##### EXTRACTED RECORDS

use crate::auth::auth::AuthUser;
use crate::core::clock::Window;
use crate::core::ledger::{self, AttendanceEntry, AttendanceFilter, CheckInInput, CheckOutInput};
use crate::core::page::{PageMeta, PageParams};
use crate::core::wfh::{self, WfhEntry};
use crate::core::{aggregate, settings};
use crate::model::attendance::AttendanceStatus;
use crate::model::wfh::{ApprovalStatus, Decision};
use actix_web::{HttpResponse, Responder, web};
use chrono::{NaiveDate, Utc};
use serde::{Deserialize, Serialize};
use sqlx::MySqlPool;
use utoipa::{IntoParams, ToSchema};

/// Check-in endpoint
#[utoipa::path(
    post,
    path = "/api/v1/attendance/check-in",
    request_body = CheckInInput,
    responses(
        (status = 200, description = "Checked in successfully", body = crate::model::attendance::AttendanceRecord),
        (status = 400, description = "Already checked in today", body = Object, example = json!({
            "error": "ALREADY_CHECKED_IN",
            "message": "Already checked in today"
        })),
        (status = 401, description = "Unauthorized"),
        (status = 500, description = "Internal server error")
    ),
    security(
        ("bearer_auth" = [])
    ),
    tag = "Attendance"
)]
pub async fn check_in(
    auth: AuthUser,
    pool: web::Data<MySqlPool>,
    payload: web::Json<CheckInInput>,
) -> actix_web::Result<impl Responder> {
    let now = Utc::now();
    let settings = settings::resolve(pool.get_ref()).await?;
    let record = ledger::check_in(
        pool.get_ref(),
        &settings,
        auth.user_id,
        now,
        payload.into_inner(),
    )
    .await?;

    Ok(HttpResponse::Ok().json(record))
}

/// Check-out endpoint
#[utoipa::path(
    post,
    path = "/api/v1/attendance/check-out",
    request_body = CheckOutInput,
    responses(
        (status = 200, description = "Checked out successfully", body = crate::model::attendance::AttendanceRecord),
        (status = 400, description = "No active check-in found for today", body = Object, example = json!({
            "error": "NO_OPEN_SESSION",
            "message": "No active check-in found for today"
        })),
        (status = 401, description = "Unauthorized"),
        (status = 500, description = "Internal server error")
    ),
    security(
        ("bearer_auth" = [])
    ),
    tag = "Attendance"
)]
pub async fn check_out(
    auth: AuthUser,
    pool: web::Data<MySqlPool>,
    payload: web::Json<CheckOutInput>,
) -> actix_web::Result<impl Responder> {
    let now = Utc::now();
    let record = ledger::check_out(pool.get_ref(), auth.user_id, now, payload.into_inner()).await?;

    Ok(HttpResponse::Ok().json(record))
}

#[derive(Deserialize, IntoParams, ToSchema)]
pub struct MyAttendanceQuery {
    #[schema(example = "2026-01-01", value_type = String, format = "date")]
    /// Range start (inclusive, at local midnight)
    pub start_date: Option<NaiveDate>,
    #[schema(example = "2026-01-31", value_type = String, format = "date")]
    /// Range end (inclusive, widened to end of day)
    pub end_date: Option<NaiveDate>,
    #[schema(example = 1)]
    /// Pagination page number (start with 1)
    pub page: Option<u64>,
    #[schema(example = 20)]
    /// Items per page (max 100)
    pub limit: Option<u64>,
}

#[derive(Serialize, ToSchema)]
pub struct AttendanceListResponse {
    pub data: Vec<AttendanceEntry>,
    #[serde(flatten)]
    pub meta: PageMeta,
}

/// The caller's own attendance history
#[utoipa::path(
    get,
    path = "/api/v1/attendance/me",
    params(MyAttendanceQuery),
    responses(
        (status = 200, description = "Paginated attendance history", body = AttendanceListResponse),
        (status = 401, description = "Unauthorized")
    ),
    security(
        ("bearer_auth" = [])
    ),
    tag = "Attendance"
)]
pub async fn my_attendance(
    auth: AuthUser,
    pool: web::Data<MySqlPool>,
    query: web::Query<MyAttendanceQuery>,
) -> actix_web::Result<impl Responder> {
    let filter = AttendanceFilter {
        user_id: Some(auth.user_id),
        start_date: query.start_date,
        end_date: query.end_date,
        ..Default::default()
    };
    let page = PageParams::new(query.page, query.limit);
    let (data, meta) = ledger::list(pool.get_ref(), &filter, page).await?;

    Ok(HttpResponse::Ok().json(AttendanceListResponse { data, meta }))
}

#[derive(Deserialize, IntoParams, ToSchema)]
pub struct AttendanceQuery {
    #[schema(example = 42)]
    /// Filter by employee
    pub user_id: Option<u64>,
    #[schema(example = "Engineering")]
    /// Filter by department
    pub department: Option<String>,
    /// Filter by record status
    pub status: Option<AttendanceStatus>,
    #[schema(example = "2026-01-05", value_type = String, format = "date")]
    /// A single day; takes precedence over the range below
    pub date: Option<NaiveDate>,
    #[schema(example = "2026-01-01", value_type = String, format = "date")]
    pub start_date: Option<NaiveDate>,
    #[schema(example = "2026-01-31", value_type = String, format = "date")]
    pub end_date: Option<NaiveDate>,
    #[schema(example = 1)]
    pub page: Option<u64>,
    #[schema(example = 20)]
    pub limit: Option<u64>,
}

/// All attendance records (Manager/HR/Admin)
#[utoipa::path(
    get,
    path = "/api/v1/attendance",
    params(AttendanceQuery),
    responses(
        (status = 200, description = "Paginated attendance listing", body = AttendanceListResponse),
        (status = 401, description = "Unauthorized"),
        (status = 403, description = "Forbidden")
    ),
    security(
        ("bearer_auth" = [])
    ),
    tag = "Attendance"
)]
pub async fn all_attendance(
    auth: AuthUser,
    pool: web::Data<MySqlPool>,
    query: web::Query<AttendanceQuery>,
) -> actix_web::Result<impl Responder> {
    auth.require_manager_or_above()?;

    let query = query.into_inner();
    let filter = AttendanceFilter {
        user_id: query.user_id,
        department: query.department,
        status: query.status,
        date: query.date,
        start_date: query.start_date,
        end_date: query.end_date,
    };
    let page = PageParams::new(query.page, query.limit);
    let (data, meta) = ledger::list(pool.get_ref(), &filter, page).await?;

    Ok(HttpResponse::Ok().json(AttendanceListResponse { data, meta }))
}

#[derive(Deserialize, IntoParams, ToSchema)]
pub struct StatsQuery {
    #[schema(example = "2026-01-01", value_type = String, format = "date")]
    pub start_date: Option<NaiveDate>,
    #[schema(example = "2026-01-31", value_type = String, format = "date")]
    pub end_date: Option<NaiveDate>,
    #[schema(example = "Engineering")]
    pub department: Option<String>,
}

/// Attendance statistics over a window (defaults to the last 30 days)
#[utoipa::path(
    get,
    path = "/api/v1/attendance/stats",
    params(StatsQuery),
    responses(
        (status = 200, description = "Window statistics", body = crate::core::aggregate::StatsSummary),
        (status = 401, description = "Unauthorized")
    ),
    security(
        ("bearer_auth" = [])
    ),
    tag = "Attendance"
)]
pub async fn attendance_stats(
    _auth: AuthUser,
    pool: web::Data<MySqlPool>,
    query: web::Query<StatsQuery>,
) -> actix_web::Result<impl Responder> {
    let window = Window::resolve(query.start_date, query.end_date, Utc::now());
    let summary = aggregate::stats(pool.get_ref(), &window, query.department.as_deref()).await?;

    Ok(HttpResponse::Ok().json(summary))
}

#[derive(Deserialize, IntoParams, ToSchema)]
pub struct CalendarQuery {
    #[schema(example = 1)]
    /// Calendar month, 1-12; defaults to the current month
    pub month: Option<u32>,
    #[schema(example = 2026)]
    /// Calendar year; defaults to the current year
    pub year: Option<i32>,
}

/// Month calendar of one employee's attendance, ascending by check-in
#[utoipa::path(
    get,
    path = "/api/v1/attendance/calendar/{user_id}",
    params(
        ("user_id" = u64, Path, description = "Employee whose calendar to fetch"),
        CalendarQuery
    ),
    responses(
        (status = 200, description = "Records of the month", body = [crate::model::attendance::AttendanceRecord]),
        (status = 400, description = "Invalid month"),
        (status = 401, description = "Unauthorized")
    ),
    security(
        ("bearer_auth" = [])
    ),
    tag = "Attendance"
)]
pub async fn attendance_calendar(
    _auth: AuthUser,
    pool: web::Data<MySqlPool>,
    path: web::Path<u64>,
    query: web::Query<CalendarQuery>,
) -> actix_web::Result<impl Responder> {
    let user_id = path.into_inner();
    let records =
        ledger::calendar(pool.get_ref(), user_id, query.month, query.year, Utc::now()).await?;

    Ok(HttpResponse::Ok().json(records))
}

/* =========================
WFH requests
========================= */

#[derive(Deserialize, ToSchema)]
pub struct CreateWfhRequest {
    #[schema(example = "2026-01-09", value_type = String, format = "date")]
    pub date: NaiveDate,
    #[schema(example = "Plumber visit in the morning")]
    pub reason: String,
}

/// Submit a WFH request for a date
#[utoipa::path(
    post,
    path = "/api/v1/attendance/wfh-request",
    request_body = CreateWfhRequest,
    responses(
        (status = 200, description = "Request created", body = crate::model::wfh::WfhRequest),
        (status = 400, description = "Request already exists for this date", body = Object, example = json!({
            "error": "DUPLICATE_REQUEST",
            "message": "WFH request already exists for this date"
        })),
        (status = 401, description = "Unauthorized")
    ),
    security(
        ("bearer_auth" = [])
    ),
    tag = "WFH"
)]
pub async fn create_wfh_request(
    auth: AuthUser,
    pool: web::Data<MySqlPool>,
    payload: web::Json<CreateWfhRequest>,
) -> actix_web::Result<impl Responder> {
    let request =
        wfh::create(pool.get_ref(), auth.user_id, payload.date, &payload.reason).await?;

    Ok(HttpResponse::Ok().json(request))
}

#[derive(Deserialize, ToSchema)]
pub struct UpdateWfhRequest {
    #[schema(example = "APPROVED")]
    pub status: Decision,
}

/// Approve or reject a pending WFH request (Manager/HR/Admin)
#[utoipa::path(
    put,
    path = "/api/v1/attendance/wfh-request/{id}",
    params(
        ("id" = u64, Path, description = "WFH request to decide")
    ),
    request_body = UpdateWfhRequest,
    responses(
        (status = 200, description = "Decision recorded", body = crate::model::wfh::WfhRequest),
        (status = 400, description = "Already processed", body = Object, example = json!({
            "error": "ALREADY_PROCESSED",
            "message": "Request already processed"
        })),
        (status = 401, description = "Unauthorized"),
        (status = 403, description = "Forbidden"),
        (status = 404, description = "WFH request not found")
    ),
    security(
        ("bearer_auth" = [])
    ),
    tag = "WFH"
)]
pub async fn update_wfh_request(
    auth: AuthUser,
    pool: web::Data<MySqlPool>,
    path: web::Path<u64>,
    payload: web::Json<UpdateWfhRequest>,
) -> actix_web::Result<impl Responder> {
    auth.require_manager_or_above()?;

    let request = wfh::decide(
        pool.get_ref(),
        path.into_inner(),
        payload.status,
        auth.user_id,
        Utc::now(),
    )
    .await?;

    Ok(HttpResponse::Ok().json(request))
}

#[derive(Deserialize, IntoParams, ToSchema)]
pub struct WfhListQuery {
    /// Filter by workflow status
    pub status: Option<ApprovalStatus>,
    #[schema(example = 1)]
    pub page: Option<u64>,
    #[schema(example = 20)]
    pub limit: Option<u64>,
}

#[derive(Serialize, ToSchema)]
pub struct WfhListResponse {
    pub data: Vec<WfhEntry>,
    #[serde(flatten)]
    pub meta: PageMeta,
}

/// List WFH requests with attachments (Manager/HR/Admin)
#[utoipa::path(
    get,
    path = "/api/v1/attendance/wfh-requests",
    params(WfhListQuery),
    responses(
        (status = 200, description = "Paginated WFH requests", body = WfhListResponse),
        (status = 401, description = "Unauthorized"),
        (status = 403, description = "Forbidden")
    ),
    security(
        ("bearer_auth" = [])
    ),
    tag = "WFH"
)]
pub async fn wfh_requests(
    auth: AuthUser,
    pool: web::Data<MySqlPool>,
    query: web::Query<WfhListQuery>,
) -> actix_web::Result<impl Responder> {
    auth.require_manager_or_above()?;

    let page = PageParams::new(query.page, query.limit);
    let (data, meta) = wfh::list(pool.get_ref(), query.status, page).await?;

    Ok(HttpResponse::Ok().json(WfhListResponse { data, meta }))
}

##########

PROBLEM TO WORK ON
Go through the data and show every line where "ApprovalStatus" occurs.

OUTPUT BELOW
use crate::model::wfh::{ApprovalStatus, Decision};
    pub status: Option<ApprovalStatus>,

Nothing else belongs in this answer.